DEAD_LETTERMove to dead letter queue immediately. Skip all remaining retries.
FAILPermanent failure. Semantically identical to DISCARD but signals a recognized failure condition.

Handler response codes take precedence over the retry policy. A payment handler that receives a “card stolen” response knows definitively that retrying is futile and can return DEAD_LETTER to escalate for investigation.
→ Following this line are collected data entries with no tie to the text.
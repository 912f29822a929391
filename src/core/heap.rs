/*!
# Indexed Min-Heap

A binary heap that orders opaque keys by a caller-supplied `priority` function and
tracks each key's current slot so that a key already in the heap can have its
priority lowered and be re-seated in `O(log n)`, instead of the lazy-deletion
trick of pushing a second, stale copy.

The heap never touches the element the key names; it only remembers *where in the
array* that key currently sits. All knowledge of "what priority does this key have
right now" is pushed back to the caller via the `priority` closure passed to every
operation, which is how the same heap can be reused across planners that store
their scratch fields differently (a field on the vertex, or a side map).
*/

use std::collections::HashMap;
use std::hash::Hash;

use crate::core::error::{Result, RoadscribeError};

/// A binary min-heap over keys `K`, indexed so that [`decrease_key`](IndexedHeap::decrease_key)
/// runs in `O(log n)` instead of requiring a linear scan.
#[derive(Debug, Clone)]
pub struct IndexedHeap<K> {
    heap: Vec<K>,
    position: HashMap<K, usize>,
}

impl<K> Default for IndexedHeap<K>
where
    K: Copy + Eq + Hash,
{
    fn default() -> Self {
        Self::new()
    }
}

impl<K> IndexedHeap<K>
where
    K: Copy + Eq + Hash,
{
    pub fn new() -> Self {
        IndexedHeap {
            heap: Vec::new(),
            position: HashMap::new(),
        }
    }

    pub fn is_empty(&self) -> bool {
        self.heap.is_empty()
    }

    pub fn len(&self) -> usize {
        self.heap.len()
    }

    /// Returns true if `key` currently occupies a slot in the heap.
    pub fn contains(&self, key: K) -> bool {
        self.position.contains_key(&key)
    }

    /// Inserts `key` into the heap, reading its current priority via `priority`.
    pub fn insert(&mut self, key: K, priority: impl Fn(K) -> f64) {
        let idx = self.heap.len();
        self.heap.push(key);
        self.position.insert(key, idx);
        self.sift_up(idx, &priority);
    }

    /// Removes and returns the key with the smallest priority.
    ///
    /// This is a programming error if the heap is empty: the caller must check
    /// [`is_empty`](IndexedHeap::is_empty) first.
    pub fn extract_min(&mut self, priority: impl Fn(K) -> f64) -> Result<K> {
        if self.heap.is_empty() {
            return Err(RoadscribeError::programming_error(
                "extract_min called on an empty heap",
            ));
        }
        let min = self.heap[0];
        self.position.remove(&min);

        let last = self.heap.pop().expect("checked non-empty above");
        if !self.heap.is_empty() {
            self.heap[0] = last;
            self.position.insert(last, 0);
            self.sift_down(0, &priority);
        }
        Ok(min)
    }

    /// Re-seats `key` after the caller has lowered its priority.
    ///
    /// This is a programming error if `key` is not currently in the heap.
    pub fn decrease_key(&mut self, key: K, priority: impl Fn(K) -> f64) -> Result<()> {
        let idx = *self.position.get(&key).ok_or_else(|| {
            RoadscribeError::programming_error("decrease_key called on an element not in the heap")
        })?;
        self.sift_up(idx, &priority);
        Ok(())
    }

    fn sift_up(&mut self, mut idx: usize, priority: &impl Fn(K) -> f64) {
        while idx > 0 {
            let parent = (idx - 1) / 2;
            if priority(self.heap[idx]) < priority(self.heap[parent]) {
                self.swap(idx, parent);
                idx = parent;
            } else {
                break;
            }
        }
    }

    fn sift_down(&mut self, mut idx: usize, priority: &impl Fn(K) -> f64) {
        let len = self.heap.len();
        loop {
            let left = 2 * idx + 1;
            let right = 2 * idx + 2;
            let mut smallest = idx;

            if left < len && priority(self.heap[left]) < priority(self.heap[smallest]) {
                smallest = left;
            }
            if right < len && priority(self.heap[right]) < priority(self.heap[smallest]) {
                smallest = right;
            }
            if smallest == idx {
                break;
            }
            self.swap(idx, smallest);
            idx = smallest;
        }
    }

    fn swap(&mut self, a: usize, b: usize) {
        self.heap.swap(a, b);
        self.position.insert(self.heap[a], a);
        self.position.insert(self.heap[b], b);
    }
}

#[cfg(test)]
mod tests {
    use super::*;
    use std::cell::RefCell;
    use std::collections::HashMap as StdHashMap;

    fn priorities(map: &RefCell<StdHashMap<u32, f64>>) -> impl Fn(u32) -> f64 + '_ {
        move |k| *map.borrow().get(&k).unwrap()
    }

    #[test]
    fn extract_min_returns_nondecreasing_order() {
        let map = RefCell::new(StdHashMap::from([(1, 5.0), (2, 1.0), (3, 3.0), (4, 2.0)]));
        let mut heap = IndexedHeap::new();
        for k in [1u32, 2, 3, 4] {
            heap.insert(k, priorities(&map));
        }

        let mut seen = Vec::new();
        while !heap.is_empty() {
            seen.push(heap.extract_min(priorities(&map)).unwrap());
        }
        assert_eq!(seen, vec![2, 4, 3, 1]);
    }

    #[test]
    fn decrease_key_reorders() {
        let map = RefCell::new(StdHashMap::from([(1, 10.0), (2, 20.0), (3, 30.0)]));
        let mut heap = IndexedHeap::new();
        for k in [1u32, 2, 3] {
            heap.insert(k, priorities(&map));
        }

        map.borrow_mut().insert(3, 1.0);
        heap.decrease_key(3, priorities(&map)).unwrap();

        assert_eq!(heap.extract_min(priorities(&map)).unwrap(), 3);
    }

    #[test]
    fn extract_min_on_empty_is_programming_error() {
        let map = RefCell::new(StdHashMap::new());
        let mut heap: IndexedHeap<u32> = IndexedHeap::new();
        assert!(heap.extract_min(priorities(&map)).is_err());
    }

    #[test]
    fn decrease_key_on_absent_element_is_programming_error() {
        let map = RefCell::new(StdHashMap::from([(1, 1.0)]));
        let mut heap = IndexedHeap::new();
        heap.insert(1u32, priorities(&map));
        assert!(heap.decrease_key(99, priorities(&map)).is_err());
    }
}
/// Canvas dimensions (pixels) and scale (meters per pixel) derived from the
/// meta file.
///
/// When `width`/`height` are given explicitly they are used verbatim and the
/// scale is back-derived from the latitude span alone (the axis that maps
/// most directly to meters via [`KM_PER_DEGREE_LATITUDE`]).
///
/// Otherwise: the longitude/latitude spans are converted to kilometers using
/// the standard `110.574 km/deg lat` and `111.320 * cos(mean_lat) km/deg
/// long` approximations, and a canvas is sized so that its pixel area
/// matches `nodes / density` while preserving the spans' aspect ratio. This
/// is a deliberate resolution of an open question the distillation left
/// unspecified (see `DESIGN.md`); it keeps both axes at the same
/// meters-per-pixel scale rather than distorting the projection.
pub fn derive_canvas(meta: &MapMeta) -> (i32, i32, f64) {
    let mean_lat_rad = (meta.min_latitude + meta.max_latitude) / 2.0 * PI / 180.0;
    let lat_span_km = (meta.max_latitude - meta.min_latitude).abs() * KM_PER_DEGREE_LATITUDE;
    let long_span_km = (meta.max_longitude - meta.min_longitude).abs()
        * KM_PER_DEGREE_LONGITUDE_AT_EQUATOR
        * mean_lat_rad.cos().abs();

    if let (Some(width), Some(height)) = (meta.width, meta.height) {
        let scale = if height > 0 {
            (lat_span_km * 1000.0) / height as f64
        } else {
            1.0
        };
        return (width, height, scale.max(f64::MIN_POSITIVE));
    }

    let lat_span_km = lat_span_km.max(1e-9);
    let long_span_km = long_span_km.max(1e-9);
    let aspect = long_span_km / lat_span_km;
    let target_area_px = (meta.nodes as f64 / meta.density).max(1.0);
    let height_px = (target_area_px / aspect).sqrt().max(1.0);
    let width_px = (aspect * height_px).max(1.0);

    let scale = (lat_span_km * 1000.0) / height_px;
    (width_px.round() as i32, height_px.round() as i32, scale)
}

/// A node line: `id;lat;long` with any further columns ignored.
#[derive(Debug, Clone, Copy, PartialEq)]
pub struct RawNode {
    pub id: VertexId,
    pub latitude: f64,
    pub longitude: f64,
}

pub fn parse_nodes(text: &str) -> Result<Vec<RawNode>> {
    let mut out = Vec::new();
    for (lineno, line) in text.lines().enumerate() {
        let line = line.trim();
        if line.is_empty() {
            continue;
        }
        let fields: Vec<&str> = line.split(';').collect();
        if fields.len() < 3 {
            return Err(RoadscribeError::parse(format!(
                "nodes line {}: expected at least id;lat;long, got {:?}",
                lineno + 1,
                line
            )));
        }
        let id: i64 = fields[0].trim().parse().map_err(|e| {
            RoadscribeError::parse(format!("nodes line {}: bad id: {e}", lineno + 1))
        })?;
        let latitude: f64 = fields[1].trim().parse().map_err(|e| {
            RoadscribeError::parse(format!("nodes line {}: bad latitude: {e}", lineno + 1))
        })?;
        let longitude: f64 = fields[2].trim().parse().map_err(|e| {
            RoadscribeError::parse(format!("nodes line {}: bad longitude: {e}", lineno + 1))
        })?;
        out.push(RawNode { id: VertexId(id), latitude, longitude });
    }
    Ok(out)
}

/// A road line: `id;name;bothways`.
#[derive(Debug, Clone, PartialEq)]
pub struct RawRoad {
    pub id: RoadId,
    pub name: String,
    pub bothways: bool,
}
Jobs enqueued without an explicit retry policy receive these defaults:

{
"max_attempts": 3,
"initial_interval": "PT1S",
"backoff_coefficient": 2.0,
"max_interval": "PT5M",
"jitter": true,
"non_retryable_errors": [],
"on_exhaustion": "discard"
}

When a job specifies a partial retry policy, provided fields override the defaults and omitted fields inherit from them. A developer who only wants max_attempts: 10 does not need to re-specify every other field.

No retry at all (analytics event that is acceptable to lose):

{ "retry": { "max_attempts": 1 } }

Aggressive retry with dead letter (payment processing):

{
"retry": {
"max_attempts": 25,
"initial_interval": "PT15S",
"backoff_coefficient": 4.0,
"max_interval": "PT1H",
"non_retryable_errors": ["payment.card_stolen", "payment.card_expired", "validation.*"],
"on_exhaustion": "dead_letter"
}
}

Constant backoff for polling (check export status every 10 seconds):

{
"retry": {
"max_attempts": 60,
"initial_interval": "PT10S",
"backoff_coefficient": 1.0,
"max_interval": "PT10S",
"jitter": false
}
}

The retry delay and visibility timeout are independent mechanisms. The retry delay applies when a worker explicitly reports failure via FAIL. The visibility timeout applies when a worker crashes or disappears without acknowledging the job. When a visibility timeout expires, it counts as a failure attempt and follows the retry policy.

Workers can extend the visibility timeout by sending heartbeats during long-running execution. This prevents jobs from being prematurely requeued while still actively processing.